Last year, while sitting at the assigned table at my cousins wedding, I began to casually talk to a younger couple sitting at the table with us. After a little small talk I found out that both of them were biochemists at Johns Hopkins, one nearly completed her graduate school and her husband a post-doc in a research. We then spent the rest of the night talking about his research and how amazing it was that I was a bio-chem major and we had just happened to be at the same table. At the end of the night we exchanged e-mails and several weeks later I was working as a research assistant in his lab.

At the site, I was able to do a variety of things. I was working on a project dealing with assaying the entire human kinome and generating a novel database of kinome substrates, in particular I was given the sub-task of testing known serine/threonine kinases to see if they also functioned as tyrosine kinases and vise-versa. This job included many standard labratory procedures including, solution preperation, protein assays, southern blots, cell culture and plasmid vector creation and even using a robot to print proteins onto high-density protein micro-arrays.

In terms of the science related to the site, I found that not only had everything I learned in science classes up that point come into practical use but also science well beyond what I have learned. My time in the lab showed me that in the practice of science, subjects cannot easily be partioned of like they are in each science course, one expeirment may and often does require the coordination of many different branches of science. Although our main goal was to analyse kinases, a predominately bio-chemical subject it was neccessary to use methods and practices from genetics, to cellualar biology, organic and inorganic chemistry and many more. After leaving the project I was astounded at how much I had learned from four months of working in the labratory, I now have an extensive knowledge of kinases and how they work as well as how science works in the real world.

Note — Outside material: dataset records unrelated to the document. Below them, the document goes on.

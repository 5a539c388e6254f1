//! # calc-settings
//!
//! Layered configuration for the calculator server and relay.
//!
//! Settings are loaded from three layers (in priority order):
//! 1. **Compiled defaults**: [`CalcSettings::default()`]
//! 2. **User file**: `~/.calc/settings.json` (deep-merged over defaults)
//! 3. **Environment variables**: `CALC_*` overrides
//!
//! Command-line flags of the `calc` binary are applied on top by the caller.

#![deny(unsafe_code)]

pub mod errors;
pub mod loader;
pub mod types;

pub use errors::{Result, SettingsError};
pub use loader::{deep_merge, load_settings, load_settings_from_path, settings_path};
pub use types::*;

#[cfg(test)]
mod tests {
    use super::*;

    #[test]
    fn documented_defaults() {
        let settings = CalcSettings::default();
        assert_eq!(settings.server.host, "localhost");
        assert_eq!(settings.server.port, 8888);
        assert_eq!(settings.server.max_frame_bytes, 65_536);
        assert_eq!(settings.relay.host, "localhost");
        assert_eq!(settings.relay.port, 8080);
        assert_eq!(settings.relay.backend_host, "localhost");
        assert_eq!(settings.relay.backend_port, 8888);
        assert_eq!(settings.relay.backend_timeout_ms, 10_000);
        assert_eq!(settings.relay.probe_timeout_ms, 5_000);
        assert_eq!(settings.relay.ping_interval_secs, 30);
        assert_eq!(settings.relay.session_mode, SessionMode::PerMessage);
        assert_eq!(settings.logging.level, LogLevel::Info);
        assert!(!settings.logging.json);
    }
}
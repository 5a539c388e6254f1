//! Layered settings: compiled defaults, then `~/.calc/settings.json`, then
//! `CALC_*` variables. Command-line flags are applied later by the binary.
//!
//! The file is merged key by key into the serialized defaults, so a file
//! that only sets `{"relay": {"port": 9000}}` keeps every other default.
//! `null` in the file leaves the default in place.

use std::path::{Path, PathBuf};
use std::str::FromStr;

use serde_json::Value;
use tracing::{debug, warn};

use crate::errors::Result;
use crate::types::{CalcSettings, LogLevel, SessionMode};

/// Resolve the path to the settings file (`~/.calc/settings.json`).
pub fn settings_path() -> PathBuf {
    let home = std::env::var("HOME").unwrap_or_else(|_| "/tmp".to_string());
    PathBuf::from(home).join(".calc").join("settings.json")
}

/// [`load_settings_from_path`] on [`settings_path`].
pub fn load_settings() -> Result<CalcSettings> {
    load_settings_from_path(&settings_path())
}

/// Defaults merged with `path` (a missing file is fine, malformed JSON is
/// not), then environment overrides, then validation.
pub fn load_settings_from_path(path: &Path) -> Result<CalcSettings> {
    let mut settings = load_file(path)?;
    apply_env_overrides(&mut settings);
    settings.validate()?;
    Ok(settings)
}

fn load_file(path: &Path) -> Result<CalcSettings> {
    let defaults = serde_json::to_value(CalcSettings::default())?;

    if !path.exists() {
        debug!(?path, "no settings file");
        return Ok(serde_json::from_value(defaults)?);
    }

    debug!(?path, "reading settings file");
    let file: Value = serde_json::from_str(&std::fs::read_to_string(path)?)?;
    Ok(serde_json::from_value(deep_merge(defaults, file))?)
}

/// Overlay `upper` onto `base`: objects merge per key, anything else in
/// `upper` replaces `base` wholesale, and `null` in `upper` is skipped.
pub fn deep_merge(base: Value, upper: Value) -> Value {
    let (mut base, upper) = match (base, upper) {
        (Value::Object(base), Value::Object(upper)) => (base, upper),
        (_, upper) => return upper,
    };
    for (key, value) in upper.into_iter().filter(|(_, v)| !v.is_null()) {
        let merged = match base.remove(&key) {
            Some(existing) => deep_merge(existing, value),
            None => value,
        };
        let _ = base.insert(key, merged);
    }
    Value::Object(base)
}

/// Apply `CALC_*` environment variable overrides to loaded settings.
///
/// Invalid values are ignored with a warning (file/default value wins).
pub fn apply_env_overrides(settings: &mut CalcSettings) {
    apply_overrides_from(settings, |name| std::env::var(name).ok());
}

/// Apply overrides from an arbitrary variable source.
///
/// Split out from [`apply_env_overrides`] so the mapping is testable without
/// mutating the process environment.
pub fn apply_overrides_from(settings: &mut CalcSettings, var: impl Fn(&str) -> Option<String>) {
    let env = EnvSource { var };

    // ── Stream server ───────────────────────────────────────────────
    if let Some(v) = env.string("CALC_SERVER_HOST") {
        settings.server.host = v;
    }
    if let Some(v) = env.ranged("CALC_SERVER_PORT", 0u16, 65535) {
        settings.server.port = v;
    }
    if let Some(v) = env.ranged("CALC_MAX_FRAME_BYTES", 64usize, 64 * 1024 * 1024) {
        settings.server.max_frame_bytes = v;
    }

    // ── Relay ───────────────────────────────────────────────────────
    if let Some(v) = env.string("CALC_RELAY_HOST") {
        settings.relay.host = v;
    }
    if let Some(v) = env.ranged("CALC_RELAY_PORT", 0u16, 65535) {
        settings.relay.port = v;
    }
    if let Some(v) = env.string("CALC_BACKEND_HOST") {
        settings.relay.backend_host = v;
    }
    if let Some(v) = env.ranged("CALC_BACKEND_PORT", 1u16, 65535) {
        settings.relay.backend_port = v;
    }
    if let Some(v) = env.ranged("CALC_BACKEND_TIMEOUT_MS", 1u64, 600_000) {
        settings.relay.backend_timeout_ms = v;
    }
    if let Some(v) = env.parsed("CALC_RELAY_SESSION_MODE", |s| s.parse::<SessionMode>().ok()) {
        settings.relay.session_mode = v;
    }

    // ── Logging ─────────────────────────────────────────────────────
    if let Some(v) = env.parsed("CALC_LOG_LEVEL", LogLevel::parse) {
        settings.logging.level = v;
    }
    if let Some(v) = env.parsed("CALC_LOG_JSON", parse_bool) {
        settings.logging.json = v;
    }
}

// ── Value parsing ───────────────────────────────────────────────────────────

/// `true`/`1`/`yes`/`on` or `false`/`0`/`no`/`off`, any case.
pub fn parse_bool(val: &str) -> Option<bool> {
    match val.to_ascii_lowercase().as_str() {
        "true" | "1" | "yes" | "on" => Some(true),
        "false" | "0" | "no" | "off" => Some(false),
        _ => None,
    }
}

/// Parse `val` and keep it only if it lies in `min..=max`.
pub fn parse_in_range<T>(val: &str, min: T, max: T) -> Option<T>
where
    T: FromStr + PartialOrd,
{
    val.parse().ok().filter(|n| (min..=max).contains(n))
}

// ── Variable readers ────────────────────────────────────────────────────────

struct EnvSource<F> {
    var: F,
}

impl<F: Fn(&str) -> Option<String>> EnvSource<F> {
    fn string(&self, name: &str) -> Option<String> {
        (self.var)(name).filter(|v| !v.is_empty())
    }

    fn parsed<T>(&self, name: &str, parse: impl Fn(&str) -> Option<T>) -> Option<T> {
        let val = self.string(name)?;
        let result = parse(&val);
        if result.is_none() {
            warn!(key = name, value = %val, "invalid env var, ignoring");
        }
        result
    }

    fn ranged<T: FromStr + PartialOrd + Copy>(&self, name: &str, min: T, max: T) -> Option<T> {
        self.parsed(name, |v| parse_in_range(v, min, max))
    }
}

Working at this site has opened my eyes to my future. After spending so many hours in the lab, I thought I would be sick of even thinking about it. Yet by the end of my expeirience, I found that the opposite was true, I wanted more. I enjoyed every second on the lab, including the tedious hours spent meticulously analyzing data. Before I entered this lab work, I was unsure of what I wanted to do in the future, I had thoughts of doing research, or being a doctor or even a lawyer, but at the end of my time in the lab I realize that I want to be working in a lab of my own one day, hopefully as a researching professor. This experience has really helped me devolp a clear vision of what I am passionate about and how I can make it possible. My site supervisor was instrumental in this and I cannot thank him enough for not only the opportunity he gave me but also the support and advice he provided in this early stage of my career as a scientist.

I cannot re-iterate enough how amzing this experience was, it opend a door in my life and I cannot wait to see whats past the lobby. It showed me that it is possible to enjoy working when you do something your passionate about, and that this world of science is the place for me. Before I had only thought of science in terms of passing my next test or getting that A, but now I realize that science is much more exciting and rewarding than what we see here in the science classroom.